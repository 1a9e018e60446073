use thiserror::Error;

/// Failures of the preference repository or the counter store.
#[derive(Error, Debug)]
pub enum StoreError {
    #[error("Redis error: {0}")]
    Redis(#[from] redis::RedisError),

    #[error("Postgres error: {0}")]
    Postgres(#[from] tokio_postgres::Error),

    #[error("Invalid stored value: {0}")]
    InvalidValue(String),

    #[error("Store unavailable: {0}")]
    Unavailable(String),
}

/// Failures talking to the message broker.
#[derive(Error, Debug)]
pub enum BrokerError {
    #[error("AMQP error: {0}")]
    Amqp(#[from] lapin::Error),

    #[error("Broker unavailable: {0}")]
    Unavailable(String),

    #[error("Unknown queue: {0}")]
    UnknownQueue(String),
}

#[derive(Error, Debug)]
pub enum EngineError {
    #[error(transparent)]
    Store(#[from] StoreError),

    #[error(transparent)]
    Broker(#[from] BrokerError),

    #[error("Validation error: {0}")]
    Validation(String),

    #[error("Serialization error: {0}")]
    Serialization(#[from] serde_json::Error),
}

pub type Result<T, E = EngineError> = std::result::Result<T, E>;
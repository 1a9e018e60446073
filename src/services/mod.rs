pub mod consumer;
pub mod engine;
pub mod preferences;
pub mod publisher;
pub mod rules;
pub mod worker;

+ + + + + + +

## TASK BRIEF
Look through the records and gather every line containing "enum".

## PROBLEM SOLUTION
pub enum StoreError {
pub enum BrokerError {
pub enum EngineError {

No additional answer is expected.